There are three ongoing steps for adhering to the PCI DSS:
Assess – identifying all locations of cardholder data, taking an inventory of your IT assets and business processes for payment card processing and analyzing them for vulnerabilities that could expose cardholder data.
Fix – fixing identified vulnerabilities, securely removing any unnecessary cardholder data storage, and implementing secure business processes.
Report – documenting assessment and remediation details, and submitting compliance reports to the acquiring bank and card brands you do business with (or other requesting entity if you’re a service provider).
Scope – determine which system components and networks are in scope for PCI DSS
Assess – examine the compliance of system components in scope following the testing procedures for each PCI DSS requirement
Report – Assessor and or entity completes required documentation (e.g. Self-Assessment Questionnaire (SAQ) or Report on Compliance (ROC)) including documentation of all compensating controls.
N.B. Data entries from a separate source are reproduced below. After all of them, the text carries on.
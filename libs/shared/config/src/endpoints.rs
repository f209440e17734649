use serde::{Deserialize, Serialize};

/// Path table for the platform API. Any subset can be overridden from a JSON
/// file; missing keys keep their defaults.
#[derive(Debug, Clone, PartialEq, Serialize, Deserialize)]
#[serde(default)]
pub struct EndpointConfig {
    pub auth: AuthEndpoints,
    pub healthcare: HealthcareEndpoints,
    pub consultations: ConsultationEndpoints,
    pub payments: PaymentEndpoints,
    pub prescriptions: PrescriptionEndpoints,
    pub users: UserEndpoints,
    pub admin: AdminEndpoints,
}

#[derive(Debug, Clone, PartialEq, Serialize, Deserialize)]
#[serde(default)]
pub struct AuthEndpoints {
    pub register: String,
    pub login: String,
    pub logout: String,
}

#[derive(Debug, Clone, PartialEq, Serialize, Deserialize)]
#[serde(default)]
pub struct HealthcareEndpoints {
    pub list: String,
    pub availability: String,
    pub verification: String,
}

#[derive(Debug, Clone, PartialEq, Serialize, Deserialize)]
#[serde(default)]
pub struct ConsultationEndpoints {
    pub create: String,
    pub history: String,
    pub join: String,
    pub end: String,
}

#[derive(Debug, Clone, PartialEq, Serialize, Deserialize)]
#[serde(default)]
pub struct PaymentEndpoints {
    pub create: String,
}

#[derive(Debug, Clone, PartialEq, Serialize, Deserialize)]
#[serde(default)]
pub struct PrescriptionEndpoints {
    pub create: String,
}

#[derive(Debug, Clone, PartialEq, Serialize, Deserialize)]
#[serde(default)]
pub struct UserEndpoints {
    pub update: String,
}

#[derive(Debug, Clone, PartialEq, Serialize, Deserialize)]
#[serde(default)]
pub struct AdminEndpoints {
    pub dashboard: String,
    pub users: String,
    pub reports: String,
}

impl Default for EndpointConfig {
    fn default() -> Self {
        Self {
            auth: AuthEndpoints::default(),
            healthcare: HealthcareEndpoints::default(),
            consultations: ConsultationEndpoints::default(),
            payments: PaymentEndpoints::default(),
            prescriptions: PrescriptionEndpoints::default(),
            users: UserEndpoints::default(),
            admin: AdminEndpoints::default(),
        }
    }
}

impl Default for AuthEndpoints {
    fn default() -> Self {
        Self {
            register: "/auth/register".to_string(),
            login: "/auth/login".to_string(),
            logout: "/auth/logout".to_string(),
        }
    }
}

impl Default for HealthcareEndpoints {
    fn default() -> Self {
        Self {
            list: "/healthcare".to_string(),
            availability: "/healthcare/availability".to_string(),
            verification: "/admin/healthcare/verify".to_string(),
        }
    }
}

impl Default for ConsultationEndpoints {
    fn default() -> Self {
        Self {
            create: "/consultations".to_string(),
            history: "/consultations/history".to_string(),
            join: "/consultations/{id}/join".to_string(),
            end: "/consultations/{id}/end".to_string(),
        }
    }
}

impl Default for PaymentEndpoints {
    fn default() -> Self {
        Self { create: "/payments".to_string() }
    }
}

impl Default for PrescriptionEndpoints {
    fn default() -> Self {
        Self { create: "/prescriptions".to_string() }
    }
}

impl Default for UserEndpoints {
    fn default() -> Self {
        Self { update: "/users/profile".to_string() }
    }
}

impl Default for AdminEndpoints {
    fn default() -> Self {
        Self {
            dashboard: "/admin/dashboard".to_string(),
            users: "/admin/users".to_string(),
            reports: "/admin/reports".to_string(),
        }
    }
}

/// Fills the `{id}` placeholder of a path template. Templates without a
/// placeholder get the id appended as a trailing segment.
pub fn with_id(template: &str, id: impl std::fmt::Display) -> String {
    if template.contains("{id}") {
        template.replace("{id}", &id.to_string())
    } else {
        format!("{}/{}", template.trim_end_matches('/'), id)
    }
}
Attest – Complete the appropriate attestation of all Compliance.
Submit – submit the SAQ, ROC, AOC, and other requested supported documentation such as ASV scan reports.
Link to ROC template: https://www.pcisecuritystandards.org/documents/PCI-DSS-v3_2-ROC-Reporting-Template.pdf
Remediate – If required, perform remediation to address requirements that are not in place and provide an updated report.